━━━ SUPPLIED ENTRIES ━━━
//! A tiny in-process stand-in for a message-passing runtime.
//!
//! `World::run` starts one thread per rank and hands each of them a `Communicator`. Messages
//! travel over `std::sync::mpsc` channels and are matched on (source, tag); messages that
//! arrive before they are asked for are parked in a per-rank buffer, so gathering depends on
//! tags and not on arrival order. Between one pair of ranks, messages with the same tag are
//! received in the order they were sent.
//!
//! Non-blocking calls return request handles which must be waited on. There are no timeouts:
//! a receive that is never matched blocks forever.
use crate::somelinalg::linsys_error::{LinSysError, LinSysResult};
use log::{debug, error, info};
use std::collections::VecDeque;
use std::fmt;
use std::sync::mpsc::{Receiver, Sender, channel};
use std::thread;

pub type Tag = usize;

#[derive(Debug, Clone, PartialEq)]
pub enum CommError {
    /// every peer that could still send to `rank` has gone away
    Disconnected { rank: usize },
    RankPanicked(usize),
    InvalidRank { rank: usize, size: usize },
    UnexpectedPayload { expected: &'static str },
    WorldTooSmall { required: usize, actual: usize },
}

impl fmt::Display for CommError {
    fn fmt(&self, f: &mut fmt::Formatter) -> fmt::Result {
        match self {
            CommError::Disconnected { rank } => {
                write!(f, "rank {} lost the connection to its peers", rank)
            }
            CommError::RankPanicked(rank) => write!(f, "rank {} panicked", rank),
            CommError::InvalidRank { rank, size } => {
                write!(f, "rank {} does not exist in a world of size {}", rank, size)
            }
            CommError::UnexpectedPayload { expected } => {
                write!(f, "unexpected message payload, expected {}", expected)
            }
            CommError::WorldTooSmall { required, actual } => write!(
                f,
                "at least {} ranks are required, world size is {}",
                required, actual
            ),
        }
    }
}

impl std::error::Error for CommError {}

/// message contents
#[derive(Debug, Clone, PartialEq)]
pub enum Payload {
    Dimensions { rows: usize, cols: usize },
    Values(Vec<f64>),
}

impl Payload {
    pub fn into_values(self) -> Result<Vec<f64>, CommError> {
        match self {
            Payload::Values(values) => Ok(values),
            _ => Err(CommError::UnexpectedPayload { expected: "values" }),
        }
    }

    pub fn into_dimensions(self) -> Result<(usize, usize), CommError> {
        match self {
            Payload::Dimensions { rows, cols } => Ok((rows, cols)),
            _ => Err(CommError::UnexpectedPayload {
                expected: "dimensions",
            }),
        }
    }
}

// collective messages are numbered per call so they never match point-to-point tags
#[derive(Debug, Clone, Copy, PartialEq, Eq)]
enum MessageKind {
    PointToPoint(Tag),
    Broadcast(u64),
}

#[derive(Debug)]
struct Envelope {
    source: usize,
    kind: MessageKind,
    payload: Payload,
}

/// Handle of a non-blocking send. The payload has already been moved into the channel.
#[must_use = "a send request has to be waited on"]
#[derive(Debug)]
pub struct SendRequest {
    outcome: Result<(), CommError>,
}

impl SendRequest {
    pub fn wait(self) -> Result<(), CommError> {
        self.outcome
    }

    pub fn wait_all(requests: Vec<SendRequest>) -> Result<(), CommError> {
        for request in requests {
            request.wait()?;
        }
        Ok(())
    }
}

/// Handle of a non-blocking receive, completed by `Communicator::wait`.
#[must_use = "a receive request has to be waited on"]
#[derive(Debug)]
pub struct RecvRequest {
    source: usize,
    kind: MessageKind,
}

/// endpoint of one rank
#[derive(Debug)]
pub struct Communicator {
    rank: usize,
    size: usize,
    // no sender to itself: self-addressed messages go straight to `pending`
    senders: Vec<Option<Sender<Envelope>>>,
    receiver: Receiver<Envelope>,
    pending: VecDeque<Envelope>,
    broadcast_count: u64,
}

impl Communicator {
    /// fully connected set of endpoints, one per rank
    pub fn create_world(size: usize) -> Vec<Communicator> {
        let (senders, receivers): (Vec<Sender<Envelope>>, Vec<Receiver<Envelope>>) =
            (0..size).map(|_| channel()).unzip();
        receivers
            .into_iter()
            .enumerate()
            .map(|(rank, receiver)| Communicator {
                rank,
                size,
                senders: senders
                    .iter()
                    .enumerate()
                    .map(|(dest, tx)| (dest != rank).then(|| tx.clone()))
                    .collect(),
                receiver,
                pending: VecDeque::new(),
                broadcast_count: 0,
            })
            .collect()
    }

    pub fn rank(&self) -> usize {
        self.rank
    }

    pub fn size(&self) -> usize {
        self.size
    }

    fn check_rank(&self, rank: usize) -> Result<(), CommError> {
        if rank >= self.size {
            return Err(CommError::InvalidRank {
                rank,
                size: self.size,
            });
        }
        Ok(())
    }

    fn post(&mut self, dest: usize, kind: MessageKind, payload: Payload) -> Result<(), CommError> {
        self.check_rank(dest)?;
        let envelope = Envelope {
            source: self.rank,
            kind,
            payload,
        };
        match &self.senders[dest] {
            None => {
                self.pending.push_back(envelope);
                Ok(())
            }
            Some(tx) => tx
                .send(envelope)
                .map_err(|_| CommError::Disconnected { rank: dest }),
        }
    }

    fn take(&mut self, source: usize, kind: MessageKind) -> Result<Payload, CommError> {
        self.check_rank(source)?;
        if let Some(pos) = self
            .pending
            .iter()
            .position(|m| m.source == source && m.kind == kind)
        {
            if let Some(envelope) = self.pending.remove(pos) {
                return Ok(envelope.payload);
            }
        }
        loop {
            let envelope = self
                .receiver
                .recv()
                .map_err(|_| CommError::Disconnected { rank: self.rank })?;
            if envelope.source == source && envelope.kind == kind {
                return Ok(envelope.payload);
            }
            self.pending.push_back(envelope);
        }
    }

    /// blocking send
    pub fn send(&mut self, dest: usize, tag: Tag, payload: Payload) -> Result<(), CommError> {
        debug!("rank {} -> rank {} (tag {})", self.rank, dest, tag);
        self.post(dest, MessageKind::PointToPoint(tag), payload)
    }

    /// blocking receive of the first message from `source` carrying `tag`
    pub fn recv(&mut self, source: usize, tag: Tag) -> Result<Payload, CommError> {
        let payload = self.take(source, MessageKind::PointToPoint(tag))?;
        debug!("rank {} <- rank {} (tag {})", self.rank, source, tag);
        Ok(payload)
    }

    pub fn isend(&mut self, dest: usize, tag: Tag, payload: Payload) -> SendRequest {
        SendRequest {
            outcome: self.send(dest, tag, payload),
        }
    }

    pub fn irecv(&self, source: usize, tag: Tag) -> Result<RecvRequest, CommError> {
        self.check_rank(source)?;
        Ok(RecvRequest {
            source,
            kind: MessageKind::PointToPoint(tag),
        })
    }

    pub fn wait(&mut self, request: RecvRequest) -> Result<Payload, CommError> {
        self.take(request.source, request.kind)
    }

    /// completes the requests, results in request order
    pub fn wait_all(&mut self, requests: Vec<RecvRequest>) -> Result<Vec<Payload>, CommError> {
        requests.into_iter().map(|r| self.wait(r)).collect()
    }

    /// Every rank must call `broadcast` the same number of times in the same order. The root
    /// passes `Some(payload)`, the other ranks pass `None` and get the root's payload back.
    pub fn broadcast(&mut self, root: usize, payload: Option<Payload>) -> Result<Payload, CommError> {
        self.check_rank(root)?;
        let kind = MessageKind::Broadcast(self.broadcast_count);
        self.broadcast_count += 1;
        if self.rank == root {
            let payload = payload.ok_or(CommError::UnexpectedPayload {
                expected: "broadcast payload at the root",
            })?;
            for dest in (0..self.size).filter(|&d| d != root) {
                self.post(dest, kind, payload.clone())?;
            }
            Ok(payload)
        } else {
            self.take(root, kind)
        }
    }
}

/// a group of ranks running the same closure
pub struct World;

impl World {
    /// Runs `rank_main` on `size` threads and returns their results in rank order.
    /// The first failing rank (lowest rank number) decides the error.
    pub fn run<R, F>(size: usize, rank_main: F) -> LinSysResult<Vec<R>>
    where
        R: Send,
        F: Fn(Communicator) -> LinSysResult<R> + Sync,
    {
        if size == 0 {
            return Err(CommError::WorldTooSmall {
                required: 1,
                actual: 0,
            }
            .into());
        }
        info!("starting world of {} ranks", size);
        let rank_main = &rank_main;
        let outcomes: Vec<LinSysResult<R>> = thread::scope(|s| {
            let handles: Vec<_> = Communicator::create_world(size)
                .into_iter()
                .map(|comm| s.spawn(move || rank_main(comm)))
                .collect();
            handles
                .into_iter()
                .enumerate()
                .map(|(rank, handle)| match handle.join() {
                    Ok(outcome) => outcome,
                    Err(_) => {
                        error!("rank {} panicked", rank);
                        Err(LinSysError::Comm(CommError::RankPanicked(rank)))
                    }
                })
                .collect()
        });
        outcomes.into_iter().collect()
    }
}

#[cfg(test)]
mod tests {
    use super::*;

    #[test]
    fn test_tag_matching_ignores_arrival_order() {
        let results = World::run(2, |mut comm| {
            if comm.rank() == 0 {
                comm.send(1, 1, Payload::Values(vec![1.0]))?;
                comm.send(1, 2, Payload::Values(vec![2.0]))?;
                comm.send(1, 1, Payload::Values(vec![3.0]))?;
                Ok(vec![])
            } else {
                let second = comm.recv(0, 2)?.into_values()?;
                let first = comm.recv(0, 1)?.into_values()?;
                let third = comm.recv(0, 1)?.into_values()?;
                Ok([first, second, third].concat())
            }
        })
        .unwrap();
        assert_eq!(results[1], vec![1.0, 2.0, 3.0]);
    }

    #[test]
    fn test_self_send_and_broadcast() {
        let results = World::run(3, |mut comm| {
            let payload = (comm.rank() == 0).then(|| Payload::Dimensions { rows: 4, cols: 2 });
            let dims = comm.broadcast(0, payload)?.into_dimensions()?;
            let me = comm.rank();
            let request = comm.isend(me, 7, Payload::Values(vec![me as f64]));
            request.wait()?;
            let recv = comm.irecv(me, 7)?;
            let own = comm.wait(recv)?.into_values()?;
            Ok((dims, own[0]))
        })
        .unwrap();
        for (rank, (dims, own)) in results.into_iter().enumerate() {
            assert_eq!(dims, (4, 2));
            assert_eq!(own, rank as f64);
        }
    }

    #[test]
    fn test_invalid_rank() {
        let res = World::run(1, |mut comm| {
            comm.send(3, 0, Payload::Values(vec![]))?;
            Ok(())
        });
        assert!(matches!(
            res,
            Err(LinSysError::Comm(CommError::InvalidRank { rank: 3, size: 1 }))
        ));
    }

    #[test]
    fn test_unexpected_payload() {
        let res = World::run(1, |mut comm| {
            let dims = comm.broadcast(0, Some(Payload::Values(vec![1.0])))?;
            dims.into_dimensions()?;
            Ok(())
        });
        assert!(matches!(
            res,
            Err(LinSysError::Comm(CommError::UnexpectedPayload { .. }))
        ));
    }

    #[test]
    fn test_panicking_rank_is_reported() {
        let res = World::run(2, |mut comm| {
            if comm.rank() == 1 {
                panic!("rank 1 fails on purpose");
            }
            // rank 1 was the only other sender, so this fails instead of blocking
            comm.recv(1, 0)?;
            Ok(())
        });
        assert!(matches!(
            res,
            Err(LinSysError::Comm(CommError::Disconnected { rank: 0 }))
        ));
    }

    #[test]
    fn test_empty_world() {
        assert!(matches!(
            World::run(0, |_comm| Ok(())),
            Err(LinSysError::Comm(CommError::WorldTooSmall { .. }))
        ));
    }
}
━━━
*YOUR TASK*. Would you please return all lines of the data that include the word "Disconnected"?

*YOUR SOLUTION*.
    Disconnected { rank: usize },
            CommError::Disconnected { rank } => {
                .map_err(|_| CommError::Disconnected { rank: dest }),
                .map_err(|_| CommError::Disconnected { rank: self.rank })?;
            Err(LinSysError::Comm(CommError::Disconnected { rank: 0 }))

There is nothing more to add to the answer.